//! # Lifecycle Manager
//!
//! Builds the association table at startup.
//!
//! For every candidate, in order:
//!
//! 1. Resolve the node to a Wii Remote, skipping nodes that are not one
//! 2. Open the remote's core and accelerometer interfaces
//! 3. Create a virtual gamepad in the orientation captured for that node
//! 4. Append the association, unless the table is already full
//!
//! Teardown is handled by the table itself: whatever was built is released
//! exactly once when it is dropped, including when startup is cut short.

use std::path::{Path, PathBuf};
use tracing::{debug, error, info, warn};

use crate::bridge::association::{Association, AssociationTable};
use crate::config::{Config, FailurePolicy};
use crate::controller::identity::{self, DeviceHandle};
use crate::controller::source_trait::EventSource;
use crate::controller::wiimote::{Interfaces, WiimoteDevice};
use crate::error::{BridgeError, Result};
use crate::uinput::layout::{GamepadLayout, Orientation};
use crate::uinput::sink_trait::ReportSink;
use crate::uinput::VirtualGamepad;

/// A candidate node and the orientation in effect when it was named.
#[derive(Debug, Clone, PartialEq, Eq)]
pub struct DeviceSpec {
    pub path: PathBuf,
    pub orientation: Orientation,
}

impl DeviceSpec {
    pub fn new<P: Into<PathBuf>>(path: P, orientation: Orientation) -> Self {
        Self {
            path: path.into(),
            orientation,
        }
    }
}

/// Trait for the three setup steps of one association
pub trait Binder {
    type Source: EventSource;
    type Sink: ReportSink;

    /// Confirm the node is a Wii Remote.
    fn resolve(&self, path: &Path) -> Result<DeviceHandle>;

    /// Open the physical side.
    fn open_source(&self, handle: &DeviceHandle) -> Result<Self::Source>;

    /// Create the virtual side.
    fn create_sink(&self, layout: &GamepadLayout) -> Result<Self::Sink>;
}

/// Binds real remotes to real uinput devices.
#[derive(Debug, Clone, Copy)]
pub struct SystemBinder {
    pub watch: bool,
}

impl Binder for SystemBinder {
    type Source = WiimoteDevice;
    type Sink = VirtualGamepad;

    fn resolve(&self, path: &Path) -> Result<DeviceHandle> {
        identity::resolve(path)
    }

    fn open_source(&self, handle: &DeviceHandle) -> Result<WiimoteDevice> {
        WiimoteDevice::open(handle, Interfaces::CORE | Interfaces::ACCEL, self.watch)
    }

    fn create_sink(&self, layout: &GamepadLayout) -> Result<VirtualGamepad> {
        VirtualGamepad::create(layout)
    }
}

/// Associate every eligible candidate
///
/// Must be called from within a Tokio runtime.
///
/// # Arguments
///
/// * `binder` - Performs resolution, opening and virtual device creation
/// * `specs` - Candidates in association order
/// * `config` - Table capacity, gamepad layout and setup failure policy
///
/// # Errors
///
/// - `NoEligibleDevice`: no candidate could be associated
/// - `VirtualDevice`: creation failed and the setup policy is `Abort`;
///   associations built so far are released before returning
pub fn build_table<B: Binder>(
    binder: &B,
    specs: &[DeviceSpec],
    config: &Config,
) -> Result<AssociationTable<B::Source, B::Sink>> {
    let mut table = AssociationTable::new(config.discovery.max_devices);

    for (position, spec) in specs.iter().enumerate() {
        if table.is_full() {
            warn!(
                "Association table full ({} devices), skipping {} remaining candidate(s)",
                table.capacity(),
                specs.len() - position
            );
            break;
        }

        match associate(binder, spec, config) {
            Ok(association) => {
                let handle = association.handle();
                info!(
                    "using device {} from root {} for {} ({} d-pad)",
                    handle.id,
                    handle.root.display(),
                    handle.source.display(),
                    spec.orientation
                );
                table.push(association)?;
            }
            Err(e) if e.is_not_eligible() => {
                debug!("Skipping {}", e);
            }
            Err(e @ BridgeError::VirtualDevice { .. }) => match config.policy.on_setup_failure {
                FailurePolicy::Abort => {
                    error!("{}", e);
                    return Err(e);
                }
                FailurePolicy::Isolate => {
                    warn!("Skipping {}: {}", spec.path.display(), e);
                }
            },
            Err(e) => {
                warn!("Skipping {}: {}", spec.path.display(), e);
            }
        }
    }

    if table.is_empty() {
        return Err(BridgeError::NoEligibleDevice(format!(
            "none of {} candidate(s) could be associated",
            specs.len()
        )));
    }
    Ok(table)
}

fn associate<B: Binder>(
    binder: &B,
    spec: &DeviceSpec,
    config: &Config,
) -> Result<Association<B::Source, B::Sink>> {
    let handle = binder.resolve(&spec.path)?;
    let source = binder.open_source(&handle)?;
    let layout = GamepadLayout::new(&config.gamepad, spec.orientation);
    let sink = binder.create_sink(&layout)?;
    Association::new(handle, source, sink, &layout)
}

#[cfg(test)]
mod tests {
    use super::*;
    use crate::controller::source_trait::mocks::MockSource;
    use crate::uinput::sink_trait::mocks::{CountedSink, MockSink};
    use std::collections::HashSet;
    use std::io;
    use std::sync::atomic::{AtomicUsize, Ordering};
    use std::sync::{Arc, Mutex};

    /// Binder over mocks; nodes named `eligible*` resolve.
    struct MockBinder {
        destroyed: Arc<AtomicUsize>,
        fail_sink_for: HashSet<PathBuf>,
        fail_open_for: HashSet<PathBuf>,
        created: Mutex<Vec<Orientation>>,
    }

    impl MockBinder {
        fn new() -> Self {
            Self {
                destroyed: Arc::new(AtomicUsize::new(0)),
                fail_sink_for: HashSet::new(),
                fail_open_for: HashSet::new(),
                created: Mutex::new(Vec::new()),
            }
        }

        fn destroyed(&self) -> usize {
            self.destroyed.load(Ordering::SeqCst)
        }
    }

    impl Binder for MockBinder {
        type Source = MockSource;
        type Sink = CountedSink;

        fn resolve(&self, path: &Path) -> Result<DeviceHandle> {
            let name = path.file_name().unwrap().to_string_lossy().to_string();
            if !name.starts_with("eligible") {
                return Err(BridgeError::NotEligible {
                    path: path.to_path_buf(),
                    reason: "driven by hid-generic".to_string(),
                });
            }
            Ok(DeviceHandle {
                root: PathBuf::from("/sys/devices/mock").join(&name),
                id: name.len() as u32,
                source: path.to_path_buf(),
            })
        }

        fn open_source(&self, handle: &DeviceHandle) -> Result<MockSource> {
            if self.fail_open_for.contains(&handle.source) {
                return Err(BridgeError::InterfaceOpen {
                    root: handle.root.clone(),
                    reason: "some interfaces failed to open".to_string(),
                });
            }
            Ok(MockSource::new())
        }

        fn create_sink(&self, layout: &GamepadLayout) -> Result<CountedSink> {
            let created = self.created.lock().unwrap().len();
            let path = PathBuf::from(format!("/dev/input/eligible{}", created));
            self.created.lock().unwrap().push(layout.orientation);
            if self.fail_sink_for.contains(&path) {
                return Err(BridgeError::VirtualDevice {
                    name: layout.name.clone(),
                    source: io::Error::from_raw_os_error(libc::EACCES),
                });
            }
            Ok(CountedSink(MockSink::with_counter(self.destroyed.clone())))
        }
    }

    fn specs(names: &[&str]) -> Vec<DeviceSpec> {
        names
            .iter()
            .map(|name| DeviceSpec::new(format!("/dev/input/{}", name), Orientation::Landscape))
            .collect()
    }

    // ==================== Discovery Tests ====================

    #[tokio::test]
    async fn test_ineligible_candidate_skipped() {
        let binder = MockBinder::new();
        let candidates = specs(&["eligible0", "js1", "eligible1"]);

        let table = build_table(&binder, &candidates, &Config::default()).unwrap();

        assert_eq!(table.len(), 2);
        let sources: Vec<_> = table.slots().iter().map(|s| s.handle().source.clone()).collect();
        assert_eq!(
            sources,
            vec![
                PathBuf::from("/dev/input/eligible0"),
                PathBuf::from("/dev/input/eligible1")
            ]
        );
    }

    #[tokio::test]
    async fn test_no_eligible_device() {
        let binder = MockBinder::new();
        let candidates = specs(&["js0", "js1"]);

        let err = build_table(&binder, &candidates, &Config::default()).unwrap_err();

        assert!(matches!(err, BridgeError::NoEligibleDevice(_)));
        assert_eq!(err.errno(), libc::ENODEV);
    }

    #[tokio::test]
    async fn test_empty_candidate_list() {
        let binder = MockBinder::new();
        let err = build_table(&binder, &[], &Config::default()).unwrap_err();
        assert!(matches!(err, BridgeError::NoEligibleDevice(_)));
    }

    #[tokio::test]
    async fn test_capacity_skips_rest() {
        let binder = MockBinder::new();
        let mut config = Config::default();
        config.discovery.max_devices = 2;
        let candidates = specs(&["eligible0", "eligible1", "eligible2", "eligible3"]);

        let table = build_table(&binder, &candidates, &config).unwrap();

        assert_eq!(table.len(), 2);
        assert_eq!(binder.created.lock().unwrap().len(), 2, "no device created past capacity");
    }

    #[tokio::test]
    async fn test_open_failure_skipped() {
        let mut binder = MockBinder::new();
        binder
            .fail_open_for
            .insert(PathBuf::from("/dev/input/eligible0"));
        let candidates = specs(&["eligible0", "eligible1"]);

        let table = build_table(&binder, &candidates, &Config::default()).unwrap();

        assert_eq!(table.len(), 1);
    }

    // ==================== Orientation Tests ====================

    #[tokio::test]
    async fn test_orientation_captured_per_device() {
        let binder = MockBinder::new();
        let candidates = vec![
            DeviceSpec::new("/dev/input/eligible0", Orientation::Landscape),
            DeviceSpec::new("/dev/input/eligible1", Orientation::Portrait),
            DeviceSpec::new("/dev/input/eligible2", Orientation::Portrait),
        ];

        let table = build_table(&binder, &candidates, &Config::default()).unwrap();

        let orientations: Vec<_> = table.slots().iter().map(|s| s.orientation()).collect();
        assert_eq!(
            orientations,
            vec![Orientation::Landscape, Orientation::Portrait, Orientation::Portrait]
        );
    }

    // ==================== Setup Failure Tests ====================

    #[tokio::test]
    async fn test_setup_failure_isolated() {
        let mut binder = MockBinder::new();
        binder
            .fail_sink_for
            .insert(PathBuf::from("/dev/input/eligible1"));
        let candidates = specs(&["eligible0", "eligible1", "eligible2"]);

        let table = build_table(&binder, &candidates, &Config::default()).unwrap();

        assert_eq!(table.len(), 2);
        drop(table);
        assert_eq!(binder.destroyed(), 2);
    }

    #[tokio::test]
    async fn test_setup_failure_abort_releases_built() {
        let mut binder = MockBinder::new();
        binder
            .fail_sink_for
            .insert(PathBuf::from("/dev/input/eligible2"));
        let mut config = Config::default();
        config.policy.on_setup_failure = FailurePolicy::Abort;
        let candidates = specs(&["eligible0", "eligible1", "eligible2", "eligible3"]);

        let err = build_table(&binder, &candidates, &config).unwrap_err();

        assert!(matches!(err, BridgeError::VirtualDevice { .. }));
        assert_eq!(err.errno(), libc::EACCES);
        assert_eq!(
            binder.destroyed(),
            2,
            "the two devices built before the failure are destroyed exactly once"
        );
    }
}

____________

YOUR INSTRUCTIONS: Write out only the lines from the very start of the entries above to the line that includes "pub struct SystemBinder", both ends included, each one unchanged.

RESPONSE TO THIS EXERCISE:
//! # Lifecycle Manager
//!
//! Builds the association table at startup.
//!
//! For every candidate, in order:
//!
//! 1. Resolve the node to a Wii Remote, skipping nodes that are not one
//! 2. Open the remote's core and accelerometer interfaces
//! 3. Create a virtual gamepad in the orientation captured for that node
//! 4. Append the association, unless the table is already full
//!
//! Teardown is handled by the table itself: whatever was built is released
//! exactly once when it is dropped, including when startup is cut short.

use std::path::{Path, PathBuf};
use tracing::{debug, error, info, warn};

use crate::bridge::association::{Association, AssociationTable};
use crate::config::{Config, FailurePolicy};
use crate::controller::identity::{self, DeviceHandle};
use crate::controller::source_trait::EventSource;
use crate::controller::wiimote::{Interfaces, WiimoteDevice};
use crate::error::{BridgeError, Result};
use crate::uinput::layout::{GamepadLayout, Orientation};
use crate::uinput::sink_trait::ReportSink;
use crate::uinput::VirtualGamepad;

/// A candidate node and the orientation in effect when it was named.
#[derive(Debug, Clone, PartialEq, Eq)]
pub struct DeviceSpec {
    pub path: PathBuf,
    pub orientation: Orientation,
}

impl DeviceSpec {
    pub fn new<P: Into<PathBuf>>(path: P, orientation: Orientation) -> Self {
        Self {
            path: path.into(),
            orientation,
        }
    }
}

/// Trait for the three setup steps of one association
pub trait Binder {
    type Source: EventSource;
    type Sink: ReportSink;

    /// Confirm the node is a Wii Remote.
    fn resolve(&self, path: &Path) -> Result<DeviceHandle>;

    /// Open the physical side.
    fn open_source(&self, handle: &DeviceHandle) -> Result<Self::Source>;

    /// Create the virtual side.
    fn create_sink(&self, layout: &GamepadLayout) -> Result<Self::Sink>;
}

/// Binds real remotes to real uinput devices.
#[derive(Debug, Clone, Copy)]
pub struct SystemBinder {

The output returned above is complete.